I use the whois command line tool when searching and have yet to get squatted. My experience is only about 500 domains over 20 years.


i use host -t NS cooldomain.example as a pre-filter. If a domain has NS records, it's definitely registered, although there are some registered domains without NS records (makes them pretty much nonfunctional, but if that's what the registrant wants, it's their business)


This is a neat trick, thanks. Adding to my toolbox


If I understand the domain name infrastructure correctly, that would imply that it's the registrar who is collaborating with the squatters. A command-line whois query would still have to query the servers of the registry for a particular domain (others on this thread speculate that it may be the domain registry that shares data with the squatters).


Curious about this as well. When you query the servers of the registry [gandi, namecheap, godaddy] for a particular domain example.com, doesn't it update the one of the datetime fields for last queried?

Then again, the squatter would have to know what to search. Isn't it against rules for domain registrars to publish their recent query history [private or public]?

Any more light on this subject would be greatly appreciated!


On Namecheap they have a "save for later" button per domain in your cart, so you can just pile them up for later.

Never had even 1 of my "saved for later" being squatted, for several years now, so I really have to trust and commend namecheap in that regard.


They never had a real "no bullshit" policy. When I had my domains with them, I had been asked to verify my identity 34 times in 12 months. 34 separate fucking times. Because "ICANN says so" or some stupid shit (their words, not mine). It stopped the moment I moved to Google Domains, where they asked once and never again.

EDIT: And, to make things worse, each time I was threatened with the "confiscation" of my domain, and the round trip on the tickets was so high that each instance took 2-3 days to resolve. Frustrating as hell.


Since you're giving a anecdote, let me do the same. I have about 30-40 domains with Gandi, and have been using it for about ten years. I don't remember ever verifying my identity, but guess I most have done it at least once. I have not been asked to verify anything for at least the last five years of using it.

Disclaimer: I don't work there or have any relationship, except I'm a happy customer


It was a matter of them refusing to keep my identity on file, and the threatening tone of each ticket. It grew tiresome quickly.

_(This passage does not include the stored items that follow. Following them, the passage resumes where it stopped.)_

impl GatewayEngine {
    pub fn new(name: impl Into<String>, firewall: bool, config: GatewayConfig, adapter: Arc<dyn LocalAdapter>) -> Self {
        GatewayEngine {
            name: name.into(),
            firewall,
            config,
            adapter,
            rules: Arc::new(Mutex::new(RuleStore::new())),
            hubs: Arc::new(Mutex::new(Vec::new())),
            connected: Arc::new(Mutex::new(HashMap::new())),
            state: Arc::new(Mutex::new(WatcherState::new())),
            watcher: Mutex::new(None),
            shutting_down: Arc::new(AtomicBool::new(false)),
        }
    }

    /// Starts the watcher thread. Call once, after at least one hub is
    /// connected (the watcher tolerates an empty hub list, it just has
    /// nothing to reconcile against).
    pub fn start_watcher(&self) {
        let mut watcher = self.watcher.lock().unwrap();
        if watcher.is_some() {
            return;
        }
        *watcher = Some(Watcher::spawn(
            self.config.watch_interval,
            self.config.flip_key_poll_timeout,
            self.config.registration_retry_limit,
            Arc::clone(&self.state),
            Arc::clone(&self.rules),
            Arc::clone(&self.hubs),
            Arc::clone(&self.adapter),
        ));
    }

    pub fn shutdown(&self) {
        self.shutting_down.store(true, Ordering::Relaxed);
        if let Some(watcher) = self.watcher.lock().unwrap().take() {
            watcher.stop();
        }
        let mut connected = self.connected.lock().unwrap();
        for (_, mut hub) in connected.drain() {
            hub.checker.stop();
            hub._pubsub = None;
            if let Some(drain) = hub.drain.take() {
                let _ = drain.join();
            }
            let _ = hub.client.unregister_gateway();
        }
        self.hubs.lock().unwrap().clear();
    }

    /// `connect_hub(ip, port)`: register this gateway on an already-built hub
    /// client and start its connection checker, with no automatic
    /// reconnection on loss. Production code normally wants
    /// [`GatewayEngine::connect_hub_with_reconnect`] instead; this is for
    /// tests and one-shot/manual connections.
    pub fn connect_hub(&self, hub: Arc<dyn HubClient>) -> GatewayResult<String> {
        self.connect_hub_with_reconnect(hub, None)
    }

    /// Same as `connect_hub`, but on loss spawns a background thread that
    /// retries `reconnect_factory` with exponential backoff
    /// (`reconnect_backoff_initial` doubling up to `reconnect_backoff_max`)
    /// until it succeeds or the engine shuts down. A successful reconnect
    /// re-registers under a fresh keypair (prior `unique_name` is not
    /// guaranteed reclaimable, §4.9) and re-wires the checker, pub/sub
    /// listener and drain thread exactly as the original `connect_hub` did.
    pub fn connect_hub_with_reconnect(
        &self,
        hub: Arc<dyn HubClient>,
        reconnect_factory: Option<ReconnectFactory>,
    ) -> GatewayResult<String> {
        wire_hub(
            hub,
            &self.name,
            self.firewall,
            &self.config,
            &self.hubs,
            &self.connected,
            &self.shutting_down,
            reconnect_factory,
        )
    }

    pub fn disconnect_hub(&self, ip: &str, port: u16) {
        if let Some(mut hub) = self.connected.lock().unwrap().remove(&(ip.to_string(), port)) {
            hub.checker.stop();
            hub._pubsub = None;
            if let Some(drain) = hub.drain.take() {
                let _ = drain.join();
            }
            let _ = hub.client.unregister_gateway();
        }
        self.hubs.lock().unwrap().retain(|h| h.ip() != ip || h.port() != port);
    }

    pub fn advertise(&self, rules: Vec<Rule>) {
        let mut store = self.rules.lock().unwrap();
        for rule in rules {
            if !store.public.whitelist.contains(&rule) {
                store.public.whitelist.push(rule);
            }
        }
    }

    pub fn unadvertise(&self, rules: &[Rule]) {
        let mut store = self.rules.lock().unwrap();
        store.public.whitelist.retain(|r| !rules.contains(r));
    }

    pub fn flip(&self, remote_rules: Vec<RemoteRule>) {
        let mut store = self.rules.lock().unwrap();
        for rule in remote_rules {
            if !store.flip.contains(&rule) {
                store.flip.push(rule);
            }
        }
    }

    pub fn unflip(&self, remote_rules: &[RemoteRule]) {
        let mut store = self.rules.lock().unwrap();
        store.flip.retain(|r| !remote_rules.contains(r));
    }

    pub fn pull(&self, remote_rules: Vec<RemoteRule>) {
        let mut store = self.rules.lock().unwrap();
        for rule in remote_rules {
            if !store.pull.contains(&rule) {
                store.pull.push(rule);
            }
        }
    }

    pub fn unpull(&self, remote_rules: &[RemoteRule]) {
        let mut store = self.rules.lock().unwrap();
        store.pull.retain(|r| !remote_rules.contains(r));
    }

    /// Flips every live local endpoint (of any type) to each named target.
    /// Candidates are still filtered to public-ruleset-eligible connections
    /// at reconcile time -- this and `flip_all_public` are
    /// therefore equivalent; see DESIGN.md for the resolved open question.
    pub fn flip_all(&self, targets: &[String]) -> GatewayResult<()> {
        self.flip_all_public(targets)
    }

    pub fn flip_all_public(&self, targets: &[String]) -> GatewayResult<()> {
        let mut store = self.rules.lock().unwrap();
        for target in targets {
            for kind in ALL_CONNECTION_TYPES {
                let rule = RemoteRule::new(target, Rule::new(kind, ".*", ".*")?)?;
                if !store.flip.contains(&rule) {
                    store.flip.push(rule);
                }
            }
        }
        Ok(())
    }

    /// Flips only the endpoints that are public *right now*, as an exact
    /// one-shot snapshot rather than an ongoing wildcard rule: a later
    /// newly-public endpoint is not picked up automatically.
    pub fn flip_list_only(&self, targets: &[String]) -> GatewayResult<()> {
        let advertised: Vec<Connection> = self.state.lock().unwrap().public.advertised().iter().cloned().collect();
        let mut store = self.rules.lock().unwrap();
        for target in targets {
            for connection in &advertised {
                let rule = RemoteRule::new(target, Rule::new(connection.kind, &regex::escape(&connection.name), ".*")?)?;
                if !store.flip.contains(&rule) {
                    store.flip.push(rule);
                }
            }
        }
        Ok(())
    }

    pub fn make_all_public(&self) {
        let mut store = self.rules.lock().unwrap();
        for kind in ALL_CONNECTION_TYPES {
            store.public.make_all_public(kind);
        }
    }

    pub fn remove_all_public(&self) {
        let mut store = self.rules.lock().unwrap();
        for kind in ALL_CONNECTION_TYPES {
            store.public.remove_all_public(kind);
        }
    }

    pub fn gateway_info(&self) -> GatewayInfo {
        let state = self.state.lock().unwrap();
        let rules = self.rules.lock().unwrap();
        GatewayInfo {
            name: self.name.clone(),
            firewall: self.firewall,
            public_interface: state.public.advertised().iter().cloned().collect(),
            flip_rule_count: rules.flip.len(),
            pull_rule_count: rules.pull.len(),
        }
    }

    pub fn remote_gateway_info(&self, names: &[String]) -> HashMap<String, GatewayDirectoryEntry> {
        let hubs = self.hubs.lock().unwrap();
        let mut out = HashMap::new();
        for name in names {
            for hub in hubs.iter() {
                if let Ok(Some(entry)) = hub.remote_gateway_info(name) {
                    out.insert(name.clone(), entry);
                    break;
                }
            }
        }
        out
    }
}
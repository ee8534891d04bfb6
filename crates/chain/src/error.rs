//! # チェーン操作のエラー型
//!
//! どの失敗も内部で自動リトライされない。リトライ方針は呼び出し側の責務。

use alloy_primitives::B256;
use mintpass_crypto::CryptoError;

/// チェーン操作のエラー型。
#[derive(Debug, thiserror::Error)]
pub enum ChainError {
    /// ノード到達不能、またはレスポンスの読み取り失敗。
    /// バックオフ付きで再試行可能（呼び出し側判断）。
    #[error("ノードへの接続に失敗: {0}")]
    Connectivity(String),
    /// ノードがRPCエラーを返した（ノンス起因を除く）
    #[error("RPCエラー: {0}")]
    Rpc(String),
    /// ブロードキャストがノンスの重複・陳腐化で拒否された。
    /// 呼び出し側はノンスを再取得してから再試行する。
    #[error("ノンスが無効です: {0}")]
    Nonce(String),
    /// オンチェーン実行がリバートした（レシートで観測、終端失敗）
    #[error("トランザクションがリバートしました: {tx_hash}")]
    Revert {
        /// リバートしたトランザクションのハッシュ
        tx_hash: B256,
    },
    /// 待機期限内にレシートを観測できなかった。
    /// 結果は「不明」であり、トランザクションは後から確定する可能性がある。
    #[error("レシート待機がタイムアウトしました（結果不明）: {tx_hash}")]
    ReceiptTimeout {
        /// ブロードキャスト済みトランザクションのハッシュ
        tx_hash: B256,
    },
    /// RPCレスポンスやABI戻り値のデコードに失敗
    #[error("デコードに失敗: {0}")]
    Encoding(String),
    /// トランザクション署名の失敗
    #[error("署名処理に失敗: {0}")]
    Signer(#[from] CryptoError),
}
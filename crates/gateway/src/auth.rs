//! # リクエスト認証
//!
//! 共有ベアラートークンによるクレデンシャル検証。
//! 既知トークン集合は起動時に一度だけ読み込まれ、プロセス生存期間を通じて
//! 不変。ローテーションにはプロセス再起動が必要。

use std::collections::HashSet;

use axum::http::HeaderMap;
use mintpass_types::AUTH_TOKEN_HEADER;

/// 既知クレデンシャル集合に対する membership テスト。
/// 純粋・副作用なし。falseを受けた呼び出し側は署名処理に進んではならない。
pub struct AuthGate {
    tokens: HashSet<String>,
}

impl AuthGate {
    /// 既知トークンの一覧から構築する。
    pub fn new(tokens: impl IntoIterator<Item = String>) -> Self {
        Self {
            tokens: tokens.into_iter().collect(),
        }
    }

    /// カンマ区切りの環境変数値から構築する。空要素は無視する。
    pub fn from_env_value(raw: &str) -> Self {
        Self::new(
            raw.split(',')
                .map(str::trim)
                .filter(|token| !token.is_empty())
                .map(str::to_string),
        )
    }

    /// 登録済みトークン数
    pub fn len(&self) -> usize {
        self.tokens.len()
    }

    /// トークンが一つも登録されていないか
    pub fn is_empty(&self) -> bool {
        self.tokens.is_empty()
    }

    /// クレデンシャルが既知集合に含まれるか判定する
    pub fn authorize(&self, credential: &str) -> bool {
        self.tokens.contains(credential)
    }
}

/// リクエストヘッダからクレデンシャルを取り出す
pub fn extract_credential(headers: &HeaderMap) -> Option<&str> {
    headers.get(AUTH_TOKEN_HEADER)?.to_str().ok()
}
//! # Mintpass 暗号処理
//!
//! 正規化メッセージのハッシュ計算と、署名権限者の秘密鍵によるECDSA署名を実装する。
//!
//! ## 暗号アルゴリズム
//! | 用途 | アルゴリズム |
//! |------|------------|
//! | メッセージハッシュ | Keccak-256 |
//! | メッセージ署名 | secp256k1 ECDSA + EIP-191 personal-messageプレフィックス |
//! | トランザクション署名 | secp256k1 ECDSA（EIP-155 legacy） |
//!
//! ## ハッシュ契約
//! オンチェーン検証コントラクトと再現一致が必要なため、手順はバイト厳密に固定する:
//!
//! 1. `message = "{address}_{token_id(10進)}"`（アドレス文字列は呼び出し側の表記のまま）
//! 2. `base_hash = keccak256(utf8(message))`
//! 3. `message_hash = keccak256("\x19Ethereum Signed Message:\n32" || base_hash)`
//! 4. `signature = ECDSA(message_hash)`（65バイト r||s||v、v = 27/28）
//!
//! 手順3のプレフィックスにより、メッセージ署名をトランザクション署名として
//! 再生することはできない（逆も同様）。

use std::str::FromStr;

use alloy_consensus::{SignableTransaction, TxEnvelope, TxLegacy};
use alloy_eips::eip2718::Encodable2718;
use alloy_primitives::{eip191_hash_message, keccak256, Address, Signature, B256, U256};
use alloy_signer::SignerSync;
use alloy_signer_local::PrivateKeySigner;

/// 暗号処理のエラー型
#[derive(Debug, thiserror::Error)]
pub enum CryptoError {
    /// アドレスが20バイトの16進数として解釈できない
    #[error("不正なアドレス: {0}")]
    InvalidAddress(String),
    /// トークンIDが16進数として解釈できない
    #[error("不正なトークンID: {0}")]
    InvalidTokenId(String),
    /// 秘密鍵素材が不正（構築時のみ発生、プロセス起動失敗として扱う）
    #[error("不正な秘密鍵: {0}")]
    InvalidKey(String),
    /// ECDSA署名の生成・復元に失敗
    #[error("署名処理に失敗: {0}")]
    Signing(String),
}

// ---------------------------------------------------------------------------
// 入力検証
// ---------------------------------------------------------------------------

/// ウォレットアドレス文字列を検証し、20バイトのアドレスとして解釈する。
///
/// `0x`プレフィックスは任意。16進数部分が40文字（= 20バイト）ちょうどで
/// ない場合は長短どちらも`InvalidAddress`。
pub fn parse_address(address: &str) -> Result<Address, CryptoError> {
    let hex_part = address.strip_prefix("0x").unwrap_or(address);
    if hex_part.len() != 40 {
        return Err(CryptoError::InvalidAddress(format!(
            "アドレスは20バイトの16進数である必要があります（受信: {}文字）",
            hex_part.len()
        )));
    }
    Address::from_str(hex_part).map_err(|e| CryptoError::InvalidAddress(e.to_string()))
}

/// トークンID文字列をbase-16整数として解釈する。
///
/// `0x`プレフィックスは任意。空文字列・16進数以外の文字・256ビット超過は
/// `InvalidTokenId`。
pub fn parse_token_id(token_id_hex: &str) -> Result<U256, CryptoError> {
    let hex_part = token_id_hex.trim();
    let hex_part = hex_part.strip_prefix("0x").unwrap_or(hex_part);
    if hex_part.is_empty() {
        return Err(CryptoError::InvalidTokenId(
            "トークンIDが空です".to_string(),
        ));
    }
    U256::from_str_radix(hex_part, 16)
        .map_err(|e| CryptoError::InvalidTokenId(format!("16進数として解釈できません: {e}")))
}

// ---------------------------------------------------------------------------
// 正規化メッセージ
// ---------------------------------------------------------------------------

/// 正規化メッセージを構築する。
///
/// `"{address}_{token_id}"`（トークンIDは10進表記）。アドレス文字列は
/// 呼び出し側の表記をそのまま使用する。オンチェーン検証側も同じ文字列を
/// 再構築するため、決定論的でなければならない。
pub fn canonical_message(address: &str, token_id: U256) -> String {
    format!("{address}_{token_id}")
}

/// 正規化メッセージのKeccak-256ハッシュを計算する。
pub fn canonical_hash(message: &str) -> B256 {
    keccak256(message.as_bytes())
}

/// EIP-191 personal-messageプレフィックスを適用した最終ハッシュを計算する。
///
/// `keccak256("\x19Ethereum Signed Message:\n32" || base_hash)`。
/// 署名は生のハッシュではなくこの値に対して行われる。
pub fn personal_message_hash(base_hash: B256) -> B256 {
    eip191_hash_message(base_hash)
}

// ---------------------------------------------------------------------------
// 署名器
// ---------------------------------------------------------------------------

/// 32バイトハッシュへのECDSA署名を行う抽象インターフェース。
///
/// 署名サービスのテストで呼び出し回数を観測できるよう、seamとして切り出す。
pub trait HashSigner: Send + Sync {
    /// 署名鍵に対応するアドレス
    fn address(&self) -> Address;
    /// 32バイトハッシュに署名する
    fn sign_hash(&self, hash: B256) -> Result<Signature, CryptoError>;
}

/// 秘密鍵を保持する署名器。
///
/// 秘密鍵素材はこの構造体がプロセス生存期間を通じて排他的に所有し、
/// 他のコンポーネントから読み出すことはできない。
pub struct MessageSigner {
    inner: PrivateKeySigner,
}

impl MessageSigner {
    /// 16進数文字列の秘密鍵から構築する。
    /// 鍵が不正な場合はここで失敗する（呼び出しごとの失敗はない）。
    pub fn from_hex(private_key: &str) -> Result<Self, CryptoError> {
        let inner = PrivateKeySigner::from_str(private_key.trim())
            .map_err(|e| CryptoError::InvalidKey(e.to_string()))?;
        Ok(Self { inner })
    }

    /// ランダムな鍵で構築する（開発環境・テスト用）。
    pub fn random() -> Self {
        Self {
            inner: PrivateKeySigner::random(),
        }
    }

    /// 正規化メッセージのKeccakハッシュにpersonal-message署名を行う。
    /// 戻り値はEIP-191適用後の最終ハッシュと署名の組。
    pub fn sign_canonical(&self, base_hash: B256) -> Result<(B256, Signature), CryptoError> {
        sign_canonical_with(self, base_hash)
    }

    /// legacyトランザクションに署名し、ブロードキャスト可能な
    /// RLPエンコード済みバイト列を返す。
    pub fn sign_transaction(&self, tx: TxLegacy) -> Result<Vec<u8>, CryptoError> {
        let signature = self
            .inner
            .sign_hash_sync(&tx.signature_hash())
            .map_err(|e| CryptoError::Signing(e.to_string()))?;
        let signed = tx.into_signed(signature);
        Ok(TxEnvelope::Legacy(signed).encoded_2718())
    }
}

impl HashSigner for MessageSigner {
    fn address(&self) -> Address {
        self.inner.address()
    }

    fn sign_hash(&self, hash: B256) -> Result<Signature, CryptoError> {
        self.inner
            .sign_hash_sync(&hash)
            .map_err(|e| CryptoError::Signing(e.to_string()))
    }
}

/// 任意の署名器で正規化メッセージのKeccakハッシュにpersonal-message署名を行う。
///
/// EIP-191プレフィックスの適用はここで一元化される。署名経路はすべて
/// この関数を通り、生のハッシュに直接署名する経路は存在しない。
pub fn sign_canonical_with(
    signer: &dyn HashSigner,
    base_hash: B256,
) -> Result<(B256, Signature), CryptoError> {
    let message_hash = personal_message_hash(base_hash);
    let signature = signer.sign_hash(message_hash)?;
    Ok((message_hash, signature))
}

/// personal-message署名から署名者アドレスを復元する。
///
/// オンチェーン検証コントラクトと同じ手順（EIP-191プレフィックス適用後の
/// ハッシュに対するecrecover）で復元する。
pub fn recover_canonical_signer(
    base_hash: B256,
    signature: &Signature,
) -> Result<Address, CryptoError> {
    let message_hash = personal_message_hash(base_hash);
    signature
        .recover_address_from_prehash(&message_hash)
        .map_err(|e| CryptoError::Signing(e.to_string()))
}

#[cfg(test)]
mod tests {
    use super::*;
    use alloy_primitives::TxKind;

    const DEAD_ADDRESS: &str = "0x000000000000000000000000000000000000dEaD";

    /// canonicalizeが純粋関数であること（同一入力→バイト同一出力）を確認
    #[test]
    fn test_canonicalize_deterministic() {
        let token_id = parse_token_id("2a").unwrap();
        let message1 = canonical_message(DEAD_ADDRESS, token_id);
        let message2 = canonical_message(DEAD_ADDRESS, token_id);
        assert_eq!(message1, message2);
        assert_eq!(canonical_hash(&message1), canonical_hash(&message2));
    }

    /// 具体シナリオ: tokenId 16進 "2a"（= 42）のメッセージ表記を確認
    #[test]
    fn test_canonical_message_format() {
        let token_id = parse_token_id("2a").unwrap();
        let message = canonical_message(DEAD_ADDRESS, token_id);
        assert_eq!(message, "0x000000000000000000000000000000000000dEaD_42");
    }

    /// トークンIDのbase-16解釈を確認（"1e240" → 123456）
    #[test]
    fn test_parse_token_id() {
        assert_eq!(parse_token_id("1e240").unwrap(), U256::from(123456u64));
        assert_eq!(parse_token_id("0x2a").unwrap(), U256::from(42u64));
        assert!(matches!(
            parse_token_id("zzz"),
            Err(CryptoError::InvalidTokenId(_))
        ));
        assert!(matches!(
            parse_token_id(""),
            Err(CryptoError::InvalidTokenId(_))
        ));
    }

    /// アドレス長の検証（短すぎ・長すぎの両方を拒否）を確認
    #[test]
    fn test_parse_address_length() {
        assert!(parse_address(DEAD_ADDRESS).is_ok());
        // プレフィックスなしも許容
        assert!(parse_address("000000000000000000000000000000000000dead").is_ok());
        // 19バイト
        assert!(matches!(
            parse_address("0x0000000000000000000000000000000000dead"),
            Err(CryptoError::InvalidAddress(_))
        ));
        // 21バイト
        assert!(matches!(
            parse_address("0x00000000000000000000000000000000000000dead"),
            Err(CryptoError::InvalidAddress(_))
        ));
        // 16進数以外の文字
        assert!(matches!(
            parse_address("0x0000000000000000000000000000000000000xyz"),
            Err(CryptoError::InvalidAddress(_))
        ));
    }

    /// トレイトオブジェクト経由の署名が直接呼び出しと同一の組を返し、
    /// 復元でも署名者アドレスに一致することを確認
    #[test]
    fn test_sign_canonical_with_matches_direct() {
        let signer = MessageSigner::random();
        let base_hash = canonical_hash("0x000000000000000000000000000000000000dEaD_42");

        let (hash_direct, _) = signer.sign_canonical(base_hash).unwrap();
        let (hash_via_trait, signature) =
            sign_canonical_with(&signer as &dyn HashSigner, base_hash).unwrap();

        assert_eq!(hash_direct, hash_via_trait);
        assert_eq!(hash_via_trait, personal_message_hash(base_hash));
        let recovered = recover_canonical_signer(base_hash, &signature).unwrap();
        assert_eq!(recovered, HashSigner::address(&signer));
    }

    /// 署名→復元のラウンドトリップで署名者アドレスが一致することを確認
    #[test]
    fn test_sign_and_recover() {
        let signer = MessageSigner::random();
        let token_id = parse_token_id("2a").unwrap();
        let message = canonical_message(DEAD_ADDRESS, token_id);
        let base_hash = canonical_hash(&message);

        let (message_hash, signature) = signer.sign_canonical(base_hash).unwrap();
        assert_eq!(message_hash, personal_message_hash(base_hash));

        let recovered = recover_canonical_signer(base_hash, &signature).unwrap();
        assert_eq!(recovered, HashSigner::address(&signer));
    }

    /// EIP-191プレフィックスの構成がバイト厳密であることを確認
    #[test]
    fn test_personal_message_hash_construction() {
        let base_hash = canonical_hash("0x000000000000000000000000000000000000dEaD_42");

        let mut preimage = Vec::new();
        preimage.extend_from_slice(b"\x19Ethereum Signed Message:\n32");
        preimage.extend_from_slice(base_hash.as_slice());

        assert_eq!(personal_message_hash(base_hash), keccak256(&preimage));
        // プレフィックスにより生のハッシュとは必ず異なる
        assert_ne!(personal_message_hash(base_hash), base_hash);
    }

    /// 別の(address, tokenId)に対する署名は別のアドレスには復元されない
    /// （verifyAndMintのリバート条件に対応）
    #[test]
    fn test_signature_does_not_transfer() {
        let signer = MessageSigner::random();
        let token_a = parse_token_id("2a").unwrap();
        let token_b = parse_token_id("2b").unwrap();

        let hash_a = canonical_hash(&canonical_message(DEAD_ADDRESS, token_a));
        let hash_b = canonical_hash(&canonical_message(DEAD_ADDRESS, token_b));
        let (_, signature) = signer.sign_canonical(hash_a).unwrap();

        // 別メッセージのハッシュで復元すると署名者アドレスに一致しない
        let recovered = recover_canonical_signer(hash_b, &signature);
        match recovered {
            Ok(address) => assert_ne!(address, HashSigner::address(&signer)),
            Err(CryptoError::Signing(_)) => {}
            Err(e) => panic!("想定外のエラー: {e}"),
        }
    }

    /// 不正な秘密鍵は構築時に失敗することを確認
    #[test]
    fn test_invalid_key_fails_at_construction() {
        assert!(matches!(
            MessageSigner::from_hex("not-a-key"),
            Err(CryptoError::InvalidKey(_))
        ));
        assert!(matches!(
            MessageSigner::from_hex("0x1234"),
            Err(CryptoError::InvalidKey(_))
        ));
    }

    /// legacyトランザクション署名が空でないRLPバイト列を返すことを確認
    #[test]
    fn test_sign_transaction() {
        let signer = MessageSigner::random();
        let tx = TxLegacy {
            chain_id: Some(421613),
            nonce: 7,
            gas_price: 100_000_000,
            gas_limit: 1_000_000,
            to: TxKind::Call(Address::ZERO),
            value: U256::ZERO,
            input: vec![0xab, 0xcd].into(),
        };
        let raw = signer.sign_transaction(tx).unwrap();
        assert!(!raw.is_empty());
    }
}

Sounds more like a bug than anything. Why would they want to not make it easier for you if they can?

Seems you missed my point though. Both of our anecdotes doesn't really say anything, in terms of if Gandi is good or bad.


His anecdote does say something though. It suggests that Gandi has a "if we have a bug, it's your problem not ours, sucks to be you" policy, which is exactly what has happened with this data loss issue as well.

Actions speak louder than words. Google famously has a "we don't have bugs, you just don't know how to use it, talk to the hand" policy for example. It is better to learn about the policies due to minor issues rather than major. OP learned of it early on and moved away with little trouble. Others did not learn until now and stayed, and now they are SOL.


I’m a gal, but exactly. I really wanted to support a company at the time who was supporting the community (they were a freenode sponsor), but I just hated dealing with the stress and potential that my domains could just disappear over night.


Same, I've been using Gandi for DNS and email for 9 years, without any issue or request on their side.


On the other hand, i've started using them more for DNS because the one time I forgot my password (typo in password manager I think) they made it very difficult for me to reset it, asked for pieces of ID, phone number registered in my name etc...

This is at the time of the stories of other registrars giving customer second and third chances to guess their PIN, or credit card or whatever mechanism they had, and resulting in domain hijacking.


> asked for pieces of ID

This is annoying for everyone but the adversary who can just spend $50 to buy a set of fake ids with your info.

Especially since Gandi doesn’t store your old IDs, they aren’t even going to check if the info on the fakes matches the ones you provided previously.

> phone number registered in my name

I can’t imagine this working very well, just give them a number from a country where they can’t verify who owns the number.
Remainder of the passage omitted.